"Sobald es zu bequem wird, entsteht bei mir nichts Neues", sagt Alexa Feser. Sie brauche die Veränderung, um sich und ihre Musik am Leben zu erhalten, so die 36-jährige Wahl-Berlinerin. Für ihr neues Album hat sie also mal wieder die Koffer gepackt. Fans der Blondine wissen: Bereits im Vorfeld ihrer letzten beiden Veröffentlichungen wechselte Alexa Feser ihren Wohnsitz innerhalb der Hauptstadt. Diesmal zog es sie zum Alexanderplatz.
Dort wo das Berliner Herz am lautesten schlägt und es mitunter wuseliger und hektischer zugeht als in Manhattan, streckte Alexa ihre Fühler aus und saugte alles auf, was um sie herum geschah. Und da kam so Einiges zusammen. Inmitten einer Heerschar von Touristen, Geschäftsleuten, Liebespaaren und Kriminellen schreiben sich die Geschichten des Lebens wie von selbst.
Alles dreht sich um Neuanfänge ("Nach Norden"), Wertschätzung ("Leben", "Inventur"), Chaos ("Mensch Unter Menschen", "Paradies Im Kopf") und die Liebe ("Herz Aus Zweiter Hand"). Während Alexa Kontaktanzeigen für gebrochene Herzen schaltet, halten Reimexperte Curse und mutige "Wunderkinder" auf den Straßen nach funkelnden Lektionen fürs Leben Ausschau. Rund um den Fernsehturm geht es auf und ab. Und begleitet wird die Achterbahnfahrt der Emotionen mit Sounds, die eine perfekte Brücke zwischen Gestern und Heute schlagen.
Im Vordergrund steht natürlich Alexas Organ, das wahlweise melancholisch schluchzend oder kraftvoll und energisch über allem thront. Ummantelt werden die Hit-verdächtigen Melodien ("Wunderfinder", "Leben") mit hymnischen Streichern aus Babelsberg und akzentuierten Beatgees-Beats, die bereits auf dem letzten Catterfeld-Album aufhorchen ließen.
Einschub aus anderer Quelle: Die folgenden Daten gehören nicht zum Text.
//! Common helpers for dashboard integration tests.

#![allow(dead_code)]

use std::sync::Arc;

use atlas_common::{parse_timestamp, BoundingBox, GranuleDescriptor};
use compositor::{
    CompositeRequest, Compositor, CompositorConfig, DecodedRaster, InMemorySource, RasterCrs,
    RasterInfo,
};
use dashboard::{kostra, CompositeChannel, DashboardController, HEAT_LAYER, KOSTRA_LAYER};
use overlay::{HeadlessHost, Viewport};
use test_utils::{acquisition, create_constant_grid, region};

pub const HEAT_EXTENT: (f64, f64, f64, f64) = (8.0, 49.5, 9.5, 50.5);
pub const KOSTRA_BASE: &str = "mem://kostra";

pub fn bbox(t: (f64, f64, f64, f64)) -> BoundingBox {
    BoundingBox::new(t.0, t.1, t.2, t.3)
}

pub fn frankfurt() -> BoundingBox {
    bbox(region::FRANKFURT)
}

pub fn berlin() -> BoundingBox {
    bbox(region::BERLIN)
}

pub fn raster(bounds: BoundingBox, width: u32, height: u32, data: Vec<f32>, nodata: Option<f64>) -> DecodedRaster {
    let info = RasterInfo {
        width,
        height,
        native_bounds: bounds,
        crs: RasterCrs::Geographic,
        nodata,
    };
    DecodedRaster::new(info, data).expect("raster dimensions match data")
}

pub fn granule(id: &str, acquired: &str) -> GranuleDescriptor {
    let time = parse_timestamp(acquired).expect("valid fixture timestamp");
    GranuleDescriptor::new(id, format!("mem://{}", id), time)
}

pub fn test_config() -> CompositorConfig {
    CompositorConfig {
        window_size: 32,
        max_output_dim: 64,
        target_resolution_m: 500.0,
        ..Default::default()
    }
}

/// Source with two LST granules over the Rhine-Main area and the 60 min /
/// 10 a KOSTRA grid.
pub fn source() -> Arc<InMemorySource> {
    let source = InMemorySource::new();
    let extent = bbox(HEAT_EXTENT);
    source.insert("mem://lst-a", raster(extent, 32, 32, create_constant_grid(32, 32, 300.0), None));
    source.insert("mem://lst-b", raster(extent, 32, 32, create_constant_grid(32, 32, 304.0), None));

    let mut depths = create_constant_grid(64, 64, 32.5);
    // Sea cells carry the fill value
    for value in depths.iter_mut().take(64) {
        *value = kostra::KOSTRA_NODATA as f32;
    }
    source.insert(
        format!("{}/kostra_d60min_t10a.tif", KOSTRA_BASE),
        raster(kostra::GERMANY_BOUNDS, 64, 64, depths, Some(kostra::KOSTRA_NODATA)),
    );
    Arc::new(source)
}

pub fn heat_request(region: BoundingBox) -> CompositeRequest {
    CompositeRequest::new(
        region,
        vec![
            granule("lst-a", acquisition::EARLY).with_cloud_percent(5.0),
            granule("lst-b", acquisition::MID).with_cloud_percent(20.0),
        ],
    )
}

pub fn controller() -> DashboardController {
    let source = source();
    let heat = Compositor::new(source.clone(), test_config()).expect("valid config");
    let kostra_compositor = Compositor::new(source, kostra::compositor_config(&test_config()))
        .expect("valid config");

    DashboardController::new(CompositeChannel::new(HEAT_LAYER, Arc::new(heat)))
        .with_kostra(CompositeChannel::new(KOSTRA_LAYER, Arc::new(kostra_compositor)))
}

pub fn host() -> HeadlessHost {
    HeadlessHost::new(1, Viewport::new(1280, 800, 2.0))
}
Zusammen mit Alexas gefühlvollem Piano-Spiel entfaltet sich die Symbiose aus klassischer Opulenz und digitaler Schärfe zu einem hymnenhaften großen Ganzen, für das die meisten anderen Deutschpop-Poeten dieser Tage Haus und Hof verkaufen würden.
Mit viel Gefühl, lyrischem Tiefgang und pointierten Grüßen in Richtung London macht die ehemalige Backgroundsängerin der No Angels auf ihrem dritten Album alles richtig. Während Alina Süggeler noch nackig und orientierungslos durch die Straßen rennt, klopft Alexa Feser bereits mit Vehemenz an die Pforten des Deutschpop-Olymps. Wollen wir sie reinlassen? Aber hallo!